The research showed that a diet high in cricket protein produced higher levels of five gut bacteria, one of which was Bifidobacterium animalis, which has "been shown in clinical trials to improve gastrointestinal function, protect against diarrhea, reduce side effects of antibiotic treatment, and increase resistance to common respiratory infections.” The study also showed a reduction in plasma TNF alpha, which is associated with cancer, IBS and alzheimer's. Cricket consumption was associated with suppression of Acidaminococcus among participants. Although not a direct focus on this study, an increase in this bacteria has been associated with a decrease in growth deficits for infants in developing nations such as, Malawi and Bangladesh. The implications of cricket consumption extend globally as cricket consumption could play an important role in maternal and child health in low-resource settings.

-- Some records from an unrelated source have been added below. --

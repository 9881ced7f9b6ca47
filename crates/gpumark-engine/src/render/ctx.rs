use winit::dpi::PhysicalSize;

use crate::time::FrameTime;

/// Renderer-facing context (device/queue + surface format + drawable size + time).
///
/// This is intentionally small and stable.
pub struct RenderCtx<'a> {
    pub device: &'a wgpu::Device,
    pub queue: &'a wgpu::Queue,
    pub surface_format: wgpu::TextureFormat,
    pub size: PhysicalSize<u32>, // physical px
    pub time: FrameTime,
}

impl<'a> RenderCtx<'a> {
    #[inline]
    pub fn new(
        device: &'a wgpu::Device,
        queue: &'a wgpu::Queue,
        surface_format: wgpu::TextureFormat,
        size: PhysicalSize<u32>,
        time: FrameTime,
    ) -> Self {
        Self {
            device,
            queue,
            surface_format,
            size,
            time,
        }
    }

    /// Width / height of the drawable; 1.0 while minimized.
    #[inline]
    pub fn aspect(&self) -> f32 {
        if self.size.width == 0 || self.size.height == 0 {
            1.0
        } else {
            self.size.width as f32 / self.size.height as f32
        }
    }

    /// Limits of the logical device.
    #[inline]
    pub fn limits(&self) -> wgpu::Limits {
        self.device.limits()
    }
}

/// Target for drawing (encoder + color view).
pub struct RenderTarget<'a> {
    pub encoder: &'a mut wgpu::CommandEncoder,
    pub color_view: &'a wgpu::TextureView,
}

impl<'a> RenderTarget<'a> {
    #[inline]
    pub fn new(encoder: &'a mut wgpu::CommandEncoder, color_view: &'a wgpu::TextureView) -> Self {
        Self { encoder, color_view }
    }

    /// Color attachment over the frame's view with the given load op.
    #[inline]
    pub fn color_attachment(&self, load: wgpu::LoadOp<wgpu::Color>) -> wgpu::RenderPassColorAttachment<'a> {
        wgpu::RenderPassColorAttachment {
            view: self.color_view,
            resolve_target: None,
            ops: wgpu::Operations {
                load,
                store: wgpu::StoreOp::Store,
            },
            depth_slice: None,
        }
    }
}
//! GPUMark engine crate.
//!
//! Owns the platform + GPU runtime pieces the sample scenes run on:
//! window and event loop, wgpu device/surface, frame timing and logging.

pub mod core;
pub mod device;
pub mod logging;
pub mod render;
pub mod time;
pub mod window;
//! Compute boids: a compute pass advances the flock, a render pass draws it.
//!
//! Two particle buffers alternate roles each frame. Bind group `i` reads
//! buffer `i` and writes buffer `(i + 1) % 2`; the render pass draws the
//! buffer that was just written.

mod sim;

pub use sim::{initial_particles, simulate_step, Particle, SimParams, MAX_SPEED};

use anyhow::{Result, ensure};
use wgpu::util::DeviceExt;

use gpumark_engine::render::{RenderCtx, RenderTarget};

use crate::common::{seeded_rng, surface_target, triangle_list, OPAQUE_BLACK};
use crate::scene::{Scene, SceneKind};

pub const NUM_PARTICLES: u32 = 1500;

/// Must match `@workgroup_size` in `boids_update.wgsl`.
pub const WORKGROUP_SIZE: u32 = 64;

/// Boid outline in model space, pointing up +Y.
const MODEL: [[f32; 2]; 3] = [[-0.01, -0.02], [0.01, -0.02], [0.0, 0.02]];

/// Size of one particle buffer. Storage bindings need at least one particle.
fn particle_buffer_size(particles: u32) -> Result<wgpu::BufferAddress> {
    ensure!(particles > 0, "boids need at least one particle");
    Ok(particles as u64 * std::mem::size_of::<Particle>() as u64)
}

/// Workgroups needed to cover `particles` invocations.
pub fn workgroup_count(particles: u32) -> u32 {
    particles.div_ceil(WORKGROUP_SIZE)
}

pub struct ComputeBoidsScene {
    model_buffer: wgpu::Buffer,
    particle_buffers: [wgpu::Buffer; 2],

    render_pipeline: wgpu::RenderPipeline,
    update_pipeline: wgpu::ComputePipeline,
    update_bind_groups: [wgpu::BindGroup; 2],

    particle_count: u32,
    pingpong: usize,
}

impl ComputeBoidsScene {
    pub fn new(ctx: &RenderCtx<'_>, seed: u64) -> Result<Self> {
        Self::with_count(ctx, seed, NUM_PARTICLES)
    }

    fn with_count(ctx: &RenderCtx<'_>, seed: u64, particle_count: u32) -> Result<Self> {
        let buffer_size = particle_buffer_size(particle_count)?;

        // ── buffers ───────────────────────────────────────────────────────

        let model_buffer = ctx.device.create_buffer_init(&wgpu::util::BufferInitDescriptor {
            label: Some("gpumark boids model vbo"),
            contents: bytemuck::cast_slice(&MODEL),
            usage: wgpu::BufferUsages::VERTEX,
        });

        let mut rng = seeded_rng(seed);
        let particles = initial_particles(&mut rng, particle_count as usize);

        let particle_buffers = [0, 1].map(|i| {
            ctx.device.create_buffer_init(&wgpu::util::BufferInitDescriptor {
                label: Some(if i == 0 {
                    "gpumark boids particles 0"
                } else {
                    "gpumark boids particles 1"
                }),
                contents: bytemuck::cast_slice(&particles),
                usage: wgpu::BufferUsages::STORAGE
                    | wgpu::BufferUsages::VERTEX
                    | wgpu::BufferUsages::COPY_DST,
            })
        });

        let sim_params = SimParams::with_count(particle_count);
        let params_buffer = ctx.device.create_buffer_init(&wgpu::util::BufferInitDescriptor {
            label: Some("gpumark boids sim params"),
            contents: bytemuck::bytes_of(&sim_params),
            usage: wgpu::BufferUsages::UNIFORM | wgpu::BufferUsages::COPY_DST,
        });

        // ── render ────────────────────────────────────────────────────────

        let render_shader = ctx.device.create_shader_module(wgpu::ShaderModuleDescriptor {
            label: Some("gpumark boids render shader"),
            source: wgpu::ShaderSource::Wgsl(include_str!("../shaders/boids_render.wgsl").into()),
        });

        let render_layout = ctx.device.create_pipeline_layout(&wgpu::PipelineLayoutDescriptor {
            label: Some("gpumark boids render pipeline layout"),
            bind_group_layouts: &[],
            immediate_size: 0,
        });

        let render_pipeline = ctx.device.create_render_pipeline(&wgpu::RenderPipelineDescriptor {
            label: Some("gpumark boids render pipeline"),
            layout: Some(&render_layout),
            vertex: wgpu::VertexState {
                module: &render_shader,
                entry_point: Some("vs_main"),
                compilation_options: Default::default(),
                buffers: &[particle_layout(), model_layout()],
            },
            fragment: Some(wgpu::FragmentState {
                module: &render_shader,
                entry_point: Some("fs_main"),
                compilation_options: Default::default(),
                targets: &surface_target(ctx.surface_format),
            }),
            primitive: triangle_list(),
            depth_stencil: None,
            multisample: wgpu::MultisampleState::default(),
            multiview_mask: None,
            cache: None,
        });

        // ── simulation ────────────────────────────────────────────────────

        let update_shader = ctx.device.create_shader_module(wgpu::ShaderModuleDescriptor {
            label: Some("gpumark boids update shader"),
            source: wgpu::ShaderSource::Wgsl(include_str!("../shaders/boids_update.wgsl").into()),
        });

        let storage_entry = |binding: u32| wgpu::BindGroupLayoutEntry {
            binding,
            visibility: wgpu::ShaderStages::COMPUTE,
            ty: wgpu::BindingType::Buffer {
                ty: wgpu::BufferBindingType::Storage { read_only: false },
                has_dynamic_offset: false,
                min_binding_size: wgpu::BufferSize::new(std::mem::size_of::<Particle>() as u64),
            },
            count: None,
        };

        let update_bgl = ctx.device.create_bind_group_layout(&wgpu::BindGroupLayoutDescriptor {
            label: Some("gpumark boids update bgl"),
            entries: &[
                wgpu::BindGroupLayoutEntry {
                    binding: 0,
                    visibility: wgpu::ShaderStages::COMPUTE,
                    ty: wgpu::BindingType::Buffer {
                        ty: wgpu::BufferBindingType::Uniform,
                        has_dynamic_offset: false,
                        min_binding_size: wgpu::BufferSize::new(
                            std::mem::size_of::<SimParams>() as u64,
                        ),
                    },
                    count: None,
                },
                storage_entry(1),
                storage_entry(2),
            ],
        });

        let update_layout = ctx.device.create_pipeline_layout(&wgpu::PipelineLayoutDescriptor {
            label: Some("gpumark boids update pipeline layout"),
            bind_group_layouts: &[&update_bgl],
            immediate_size: 0,
        });

        let update_pipeline = ctx.device.create_compute_pipeline(&wgpu::ComputePipelineDescriptor {
            label: Some("gpumark boids update pipeline"),
            layout: Some(&update_layout),
            module: &update_shader,
            entry_point: Some("cs_main"),
            compilation_options: Default::default(),
            cache: None,
        });

        let update_bind_groups = [0usize, 1].map(|i| {
            ctx.device.create_bind_group(&wgpu::BindGroupDescriptor {
                label: Some("gpumark boids update bind group"),
                layout: &update_bgl,
                entries: &[
                    wgpu::BindGroupEntry {
                        binding: 0,
                        resource: params_buffer.as_entire_binding(),
                    },
                    wgpu::BindGroupEntry {
                        binding: 1,
                        resource: particle_buffers[i].as_entire_binding(),
                    },
                    wgpu::BindGroupEntry {
                        binding: 2,
                        resource: particle_buffers[(i + 1) % 2].as_entire_binding(),
                    },
                ],
            })
        });

        log::debug!(
            "boids: {particle_count} particles ({buffer_size} bytes per buffer), {} workgroups per step",
            workgroup_count(particle_count)
        );

        Ok(Self {
            model_buffer,
            particle_buffers,
            render_pipeline,
            update_pipeline,
            update_bind_groups,
            particle_count,
            pingpong: 0,
        })
    }
}

impl Scene for ComputeBoidsScene {
    fn kind(&self) -> SceneKind {
        SceneKind::ComputeBoids
    }

    fn frame(&mut self, _ctx: &RenderCtx<'_>, target: &mut RenderTarget<'_>) {
        let i = self.pingpong;
        let written = &self.particle_buffers[(i + 1) % 2];

        {
            let mut cpass = target.encoder.begin_compute_pass(&wgpu::ComputePassDescriptor {
                label: Some("gpumark boids update pass"),
                timestamp_writes: None,
            });
            cpass.set_pipeline(&self.update_pipeline);
            cpass.set_bind_group(0, &self.update_bind_groups[i], &[]);
            cpass.dispatch_workgroups(workgroup_count(self.particle_count), 1, 1);
        }

        {
            let color = target.color_attachment(wgpu::LoadOp::Clear(OPAQUE_BLACK));
            let mut rpass = target.encoder.begin_render_pass(&wgpu::RenderPassDescriptor {
                label: Some("gpumark boids render pass"),
                color_attachments: &[Some(color)],
                depth_stencil_attachment: None,
                timestamp_writes: None,
                occlusion_query_set: None,
                multiview_mask: None,
            });
            rpass.set_pipeline(&self.render_pipeline);
            rpass.set_vertex_buffer(0, written.slice(..));
            rpass.set_vertex_buffer(1, self.model_buffer.slice(..));
            rpass.draw(0..MODEL.len() as u32, 0..self.particle_count);
        }

        self.pingpong = (self.pingpong + 1) % 2;
    }
}

// ── vertex layouts ────────────────────────────────────────────────────────

const PARTICLE_ATTRS: [wgpu::VertexAttribute; 2] = wgpu::vertex_attr_array![
    0 => Float32x2, // pos
    1 => Float32x2  // vel
];

const MODEL_ATTRS: [wgpu::VertexAttribute; 1] = wgpu::vertex_attr_array![2 => Float32x2];

fn particle_layout() -> wgpu::VertexBufferLayout<'static> {
    wgpu::VertexBufferLayout {
        array_stride: std::mem::size_of::<Particle>() as u64,
        step_mode: wgpu::VertexStepMode::Instance,
        attributes: &PARTICLE_ATTRS,
    }
}

fn model_layout() -> wgpu::VertexBufferLayout<'static> {
    wgpu::VertexBufferLayout {
        array_stride: std::mem::size_of::<[f32; 2]>() as u64,
        step_mode: wgpu::VertexStepMode::Vertex,
        attributes: &MODEL_ATTRS,
    }
}

#[cfg(test)]
mod tests {
    use super::*;

    #[test]
    fn dispatch_covers_every_particle() {
        assert_eq!(workgroup_count(1), 1);
        assert_eq!(workgroup_count(64), 1);
        assert_eq!(workgroup_count(65), 2);
        assert_eq!(workgroup_count(NUM_PARTICLES), 24);
        assert!(workgroup_count(NUM_PARTICLES) * WORKGROUP_SIZE >= NUM_PARTICLES);
    }

    #[test]
    fn empty_flock_is_rejected() {
        assert!(particle_buffer_size(0).is_err());
        assert_eq!(particle_buffer_size(1).unwrap(), 16);
        assert_eq!(particle_buffer_size(NUM_PARTICLES).unwrap(), 24_000);
    }

    #[test]
    fn particle_attributes_follow_struct_layout() {
        assert_eq!(PARTICLE_ATTRS[0].offset, 0);
        assert_eq!(PARTICLE_ATTRS[1].offset, 8);
        assert_eq!(particle_layout().array_stride, 16);
    }

    #[test]
    fn model_points_along_positive_y() {
        let apex = MODEL.iter().fold(f32::MIN, |m, v| m.max(v[1]));
        assert_eq!(apex, 0.02);
        assert_eq!(model_layout().array_stride, 8);
    }
}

The connection between your gut health and the brain is also incredibly important. There is a reason we have the long tradition of saying, “trust your gut.” A healthy gut impacts your mental health too, and with the rise of prescription drugs to treat disorders like depression or anxiety, it is interesting to consider how we can we look to our diet to help treat these issues in a natural way? Already, bug-eater Mag Islas shared that she got rid of her depression after eating a diet of only mealworms and rice for 40 days (discussed at 40:00 on the Ento Podcast). She attributes this to their high amount of Omega 3's and 6's.

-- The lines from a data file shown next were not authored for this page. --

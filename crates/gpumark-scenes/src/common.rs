//! Small helpers shared by the scenes.

use rand::SeedableRng;
use rand::rngs::StdRng;
use winit::dpi::PhysicalSize;

use gpumark_engine::render::RenderCtx;

// ── render state ──────────────────────────────────────────────────────────

pub(crate) fn triangle_list() -> wgpu::PrimitiveState {
    wgpu::PrimitiveState {
        topology: wgpu::PrimitiveTopology::TriangleList,
        strip_index_format: None,
        front_face: wgpu::FrontFace::Ccw,
        cull_mode: None,
        polygon_mode: wgpu::PolygonMode::Fill,
        unclipped_depth: false,
        conservative: false,
    }
}

/// Single color target in the surface format, no blending.
pub(crate) fn surface_target(format: wgpu::TextureFormat) -> [Option<wgpu::ColorTargetState>; 1] {
    [Some(wgpu::ColorTargetState {
        format,
        blend: None,
        write_mask: wgpu::ColorWrites::ALL,
    })]
}

pub(crate) const OPAQUE_BLACK: wgpu::Color = wgpu::Color {
    r: 0.0,
    g: 0.0,
    b: 0.0,
    a: 1.0,
};

// ── depth ─────────────────────────────────────────────────────────────────

pub(crate) const DEPTH_FORMAT: wgpu::TextureFormat = wgpu::TextureFormat::Depth24Plus;

/// Depth test with writes, nearer fragments win.
pub(crate) fn depth_less() -> wgpu::DepthStencilState {
    wgpu::DepthStencilState {
        format: DEPTH_FORMAT,
        depth_write_enabled: true,
        depth_compare: wgpu::CompareFunction::Less,
        stencil: wgpu::StencilState::default(),
        bias: wgpu::DepthBiasState::default(),
    }
}

/// Depth texture that tracks the surface size.
pub(crate) struct DepthBuffer {
    view: wgpu::TextureView,
    size: PhysicalSize<u32>,
}

impl DepthBuffer {
    pub(crate) fn new(ctx: &RenderCtx<'_>) -> Self {
        Self {
            view: create_depth_view(ctx.device, ctx.size),
            size: ctx.size,
        }
    }

    /// Returns the view, recreating the texture if the surface was resized.
    pub(crate) fn view(&mut self, ctx: &RenderCtx<'_>) -> &wgpu::TextureView {
        if self.size != ctx.size {
            self.view = create_depth_view(ctx.device, ctx.size);
            self.size = ctx.size;
        }
        &self.view
    }
}

fn create_depth_view(device: &wgpu::Device, size: PhysicalSize<u32>) -> wgpu::TextureView {
    let texture = device.create_texture(&wgpu::TextureDescriptor {
        label: Some("gpumark depth"),
        size: depth_extent(size),
        mip_level_count: 1,
        sample_count: 1,
        dimension: wgpu::TextureDimension::D2,
        format: DEPTH_FORMAT,
        usage: wgpu::TextureUsages::RENDER_ATTACHMENT,
        view_formats: &[],
    });
    texture.create_view(&wgpu::TextureViewDescriptor::default())
}

/// Texture extent for a surface of `size`; never zero.
fn depth_extent(size: PhysicalSize<u32>) -> wgpu::Extent3d {
    wgpu::Extent3d {
        width: size.width.max(1),
        height: size.height.max(1),
        depth_or_array_layers: 1,
    }
}

/// Depth attachment cleared to the far plane.
pub(crate) fn depth_attachment(view: &wgpu::TextureView) -> wgpu::RenderPassDepthStencilAttachment<'_> {
    wgpu::RenderPassDepthStencilAttachment {
        view,
        depth_ops: Some(wgpu::Operations {
            load: wgpu::LoadOp::Clear(1.0),
            store: wgpu::StoreOp::Store,
        }),
        stencil_ops: None,
    }
}

// ── buffer layout ─────────────────────────────────────────────────────────

/// Byte distance between consecutive records addressed by dynamic offsets.
///
/// `size` rounded up to `align`, which must be a power of two (wgpu guarantees
/// this for `min_uniform_buffer_offset_alignment`).
pub fn uniform_stride(size: u64, align: u64) -> u64 {
    debug_assert!(align.is_power_of_two());
    size.max(1).div_ceil(align) * align
}

// ── randomness ────────────────────────────────────────────────────────────

pub(crate) fn seeded_rng(seed: u64) -> StdRng {
    StdRng::seed_from_u64(seed)
}

#[cfg(test)]
mod tests {
    use super::*;

    #[test]
    fn stride_rounds_up_to_alignment() {
        assert_eq!(uniform_stride(24, 256), 256);
        assert_eq!(uniform_stride(256, 256), 256);
        assert_eq!(uniform_stride(257, 256), 512);
    }

    #[test]
    fn stride_of_aligned_size_is_unchanged() {
        assert_eq!(uniform_stride(64, 64), 64);
        assert_eq!(uniform_stride(32, 16), 32);
    }

    #[test]
    fn depth_extent_matches_surface() {
        let e = depth_extent(PhysicalSize::new(1280, 720));
        assert_eq!((e.width, e.height, e.depth_or_array_layers), (1280, 720, 1));
    }

    #[test]
    fn depth_extent_of_minimized_surface_is_one_pixel() {
        let e = depth_extent(PhysicalSize::new(0, 0));
        assert_eq!((e.width, e.height), (1, 1));
    }

    #[test]
    fn stride_never_zero() {
        assert_eq!(uniform_stride(0, 256), 256);
    }
}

We are undergoing a crisis related to the weakening of the microbiomes in our body, and this is caused by a number of reasons, with our diet being a major contributing factor. However, in addition to that, the use of antibiotics that we take directly or via animals we eat and decreasing contact with dirt and natural elements also add to this issue. The chitin in crickets, which is mostly found in the exoskeleton, contains fiber with positive prebiotic properties. Crickets also have a high bioavailability, which means that one can actually receive and absorb the full nutritional profile that crickets offer, which include protein, iron, calcium, omega 3’s and 6's, B12, magnesium and of course fiber. For the first time, research finally supports what our early ancestors likely instinctively already knew.There is a lot of information that has been published about how crickets are an environmentally-friendly food, but more research is needed to show how a diet high in crickets can not just support, but also improve our health. The good news is that researchers are continuing to work on this and there is even a new division at Tufts set up to help look into these topics further, including how edible insects could help slow signs of aging. They have even included Seek snacks as one of the cricket-based foods to be used in the studies, and we hope to support this important industry research in other ways too.